>>>

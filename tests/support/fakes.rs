#![allow(dead_code)]

use std::collections::VecDeque;
use std::future::Future;
use std::pin::Pin;
use std::sync::atomic::{AtomicUsize, Ordering};
use std::sync::{Arc, Mutex};
use std::time::Duration;

use anyhow::{Result, anyhow};
use serde_json::{Value, json};

use guarded_relay::agent::{
    AgentCell, AgentFactory, AgentInput, ToolAgent, Transcript, TranscriptEntry,
};
use guarded_relay::context::{AgentBinding, AlwaysRelevant, ContextAggregator, StateStore};
use guarded_relay::error::ScanError;
use guarded_relay::guardrail::{ScanVerdict, Scanner};
use guarded_relay::llm::{Provider, ProviderMessage, ProviderResponse, ToolSpec};
use guarded_relay::pipeline::{
    EventSink, GenerationInvoker, Orchestrator, PipelineOutcome, PromptComposer, Request,
    StreamEvent,
};

pub const SYSTEM: &str = "You are the infrastructure assistant.";

pub fn allow() -> Value {
    json!({"action": "allow", "category": "benign"})
}

pub fn block_injection() -> Value {
    json!({
        "action": "block",
        "category": "malicious",
        "promptDetected": {"injection": true}
    })
}

// ── Scanner ──────────────────────────────────────────────────────────────────

/// Answers scans from a script; once it runs dry every scan is allowed.
#[derive(Default)]
pub struct ScriptedScanner {
    script: Mutex<VecDeque<Result<Value, ScanError>>>,
    seen: Mutex<Vec<String>>,
}

impl ScriptedScanner {
    pub fn new(script: impl IntoIterator<Item = Result<Value, ScanError>>) -> Self {
        Self {
            script: Mutex::new(script.into_iter().collect()),
            seen: Mutex::new(Vec::new()),
        }
    }

    pub fn allowing() -> Self {
        Self::default()
    }

    /// Every text scanned so far, in call order.
    pub fn seen(&self) -> Vec<String> {
        self.seen.lock().unwrap().clone()
    }
}

impl Scanner for ScriptedScanner {
    fn scan<'a>(
        &'a self,
        text: &'a str,
    ) -> Pin<Box<dyn Future<Output = Result<ScanVerdict, ScanError>> + Send + 'a>> {
        self.seen.lock().unwrap().push(text.to_string());
        let next = self
            .script
            .lock()
            .unwrap()
            .pop_front()
            .unwrap_or_else(|| Ok(allow()));
        Box::pin(async move { next.map(ScanVerdict::from_value) })
    }
}

// ── Generation provider ──────────────────────────────────────────────────────

pub struct FakeProvider {
    reply: Result<String, String>,
    delay: Option<Duration>,
    prompts: Mutex<Vec<String>>,
    calls: AtomicUsize,
    finished: AtomicUsize,
}

impl FakeProvider {
    pub fn replying(reply: &str) -> Self {
        Self {
            reply: Ok(reply.to_string()),
            delay: None,
            prompts: Mutex::new(Vec::new()),
            calls: AtomicUsize::new(0),
            finished: AtomicUsize::new(0),
        }
    }

    /// Sleeps for `delay` before answering.
    pub fn slow(reply: &str, delay: Duration) -> Self {
        Self {
            delay: Some(delay),
            ..Self::replying(reply)
        }
    }

    pub fn failing(message: &str) -> Self {
        Self {
            reply: Err(message.to_string()),
            ..Self::replying("")
        }
    }

    pub fn calls(&self) -> usize {
        self.calls.load(Ordering::SeqCst)
    }

    /// Calls that ran to the end, i.e. were not aborted mid-flight.
    pub fn finished(&self) -> usize {
        self.finished.load(Ordering::SeqCst)
    }

    pub fn last_prompt(&self) -> Option<String> {
        self.prompts.lock().unwrap().last().cloned()
    }
}

impl Provider for FakeProvider {
    fn name(&self) -> &str {
        "fake"
    }

    fn chat_with_system<'a>(
        &'a self,
        _system_prompt: Option<&'a str>,
        message: &'a str,
        _model: &'a str,
        _temperature: f64,
    ) -> Pin<Box<dyn Future<Output = Result<String>> + Send + 'a>> {
        self.calls.fetch_add(1, Ordering::SeqCst);
        self.prompts.lock().unwrap().push(message.to_string());
        let reply = self.reply.clone();
        Box::pin(async move {
            if let Some(delay) = self.delay {
                tokio::time::sleep(delay).await;
            }
            self.finished.fetch_add(1, Ordering::SeqCst);
            reply.map_err(|e| anyhow!(e))
        })
    }

    fn chat_with_tools<'a>(
        &'a self,
        _system_prompt: Option<&'a str>,
        _messages: &'a [ProviderMessage],
        _tools: &'a [ToolSpec],
        _model: &'a str,
        _temperature: f64,
    ) -> Pin<Box<dyn Future<Output = Result<ProviderResponse>> + Send + 'a>> {
        Box::pin(async { Err(anyhow!("tool calls are not scripted")) })
    }
}

// ── State store ──────────────────────────────────────────────────────────────

pub struct StaticStore(pub Result<Vec<String>, String>);

impl StateStore for StaticStore {
    fn name(&self) -> &'static str {
        "PostgreSQL"
    }

    fn fetch_rows(&self) -> Pin<Box<dyn Future<Output = Result<Vec<String>>> + Send + '_>> {
        let rows = self.0.clone();
        Box::pin(async move { rows.map_err(|e| anyhow!(e)) })
    }
}

// ── Agent ────────────────────────────────────────────────────────────────────

pub struct ScriptedAgent(pub Result<String, String>);

impl ToolAgent for ScriptedAgent {
    fn invoke<'a>(
        &'a self,
        input: AgentInput,
    ) -> Pin<Box<dyn Future<Output = Result<Transcript>> + Send + 'a>> {
        let answer = self.0.clone();
        Box::pin(async move {
            let answer = answer.map_err(|e| anyhow!(e))?;
            let question = input
                .messages
                .first()
                .map(|message| message.content.clone())
                .unwrap_or_default();
            Ok(Transcript::new(vec![
                TranscriptEntry::User(question),
                TranscriptEntry::Assistant(answer),
            ]))
        })
    }
}

/// Fails the first `failures` connects, then hands out one shared agent.
pub struct FlakyFactory {
    failures: usize,
    attempts: AtomicUsize,
    agent: Arc<ScriptedAgent>,
}

impl FlakyFactory {
    pub fn new(failures: usize, answer: Result<&str, &str>) -> Self {
        Self {
            failures,
            attempts: AtomicUsize::new(0),
            agent: Arc::new(ScriptedAgent(
                answer.map(str::to_string).map_err(str::to_string),
            )),
        }
    }

    pub fn attempts(&self) -> usize {
        self.attempts.load(Ordering::SeqCst)
    }
}

impl AgentFactory for FlakyFactory {
    fn connect(&self) -> Pin<Box<dyn Future<Output = Result<Arc<dyn ToolAgent>>> + Send + '_>> {
        Box::pin(async move {
            let attempt = self.attempts.fetch_add(1, Ordering::SeqCst);
            if attempt < self.failures {
                return Err(anyhow!("MCP server unreachable"));
            }
            let agent: Arc<dyn ToolAgent> = self.agent.clone();
            Ok(agent)
        })
    }
}

pub fn agent_binding(factory: Arc<FlakyFactory>, required: bool) -> AgentBinding {
    AgentBinding {
        cell: Arc::new(AgentCell::new(factory)),
        relevance: Arc::new(AlwaysRelevant),
        required,
    }
}

// ── Assembly ─────────────────────────────────────────────────────────────────

pub fn orchestrator(
    scanner: Arc<ScriptedScanner>,
    provider: Arc<FakeProvider>,
    store: Option<Arc<dyn StateStore>>,
    agent: Option<AgentBinding>,
) -> Orchestrator {
    Orchestrator::new(
        scanner,
        ContextAggregator::new(store, agent),
        PromptComposer::new(SYSTEM),
        GenerationInvoker::new(provider, "gemini-test", 0.2),
    )
}

/// Run one request and collect every event it emitted, in order.
pub async fn run_collecting(
    orchestrator: &Orchestrator,
    text: &str,
) -> (Vec<StreamEvent>, PipelineOutcome) {
    let request = Request::new(text).expect("non-empty request");
    let (sink, mut rx) = EventSink::channel();
    let collector = tokio::spawn(async move {
        let mut events = Vec::new();
        while let Some(event) = rx.recv().await {
            events.push(event);
        }
        events
    });

    let outcome = orchestrator.run(&request, &sink).await;
    drop(sink);
    (collector.await.unwrap(), outcome)
}

/// `log*, (mcp+ log*)?, (gemini|error)`, terminal event last and only once.
pub fn follows_event_grammar(events: &[StreamEvent]) -> bool {
    let Some((last, body)) = events.split_last() else {
        return false;
    };
    if !last.is_terminal() {
        return false;
    }

    let mut seen_mcp = false;
    let mut mcp_closed = false;
    for event in body {
        match event.kind() {
            "log" => mcp_closed |= seen_mcp,
            "mcp" if !mcp_closed => seen_mcp = true,
            _ => return false,
        }
    }
    true
}

pub fn kinds(events: &[StreamEvent]) -> Vec<&'static str> {
    events.iter().map(StreamEvent::kind).collect()
}
//! Content-safety guardrail: the remote classifier client and the local
//! policy that turns its verdicts into allow/block decisions.

pub mod evaluator;
pub mod scanner;
pub mod verdict;

pub use evaluator::{SafetyDecision, evaluate, humanize_signal};
pub use scanner::{AirsScanner, Scanner};
pub use verdict::{ScanAction, ScanVerdict};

<<<

### PROMPT
Note each line of the material holding "failures" and copy it out.

### OUTPUT BELOW
/// Fails the first `failures` connects, then hands out one shared agent.
    failures: usize,
    pub fn new(failures: usize, answer: Result<&str, &str>) -> Self {
            failures,
            if attempt < self.failures {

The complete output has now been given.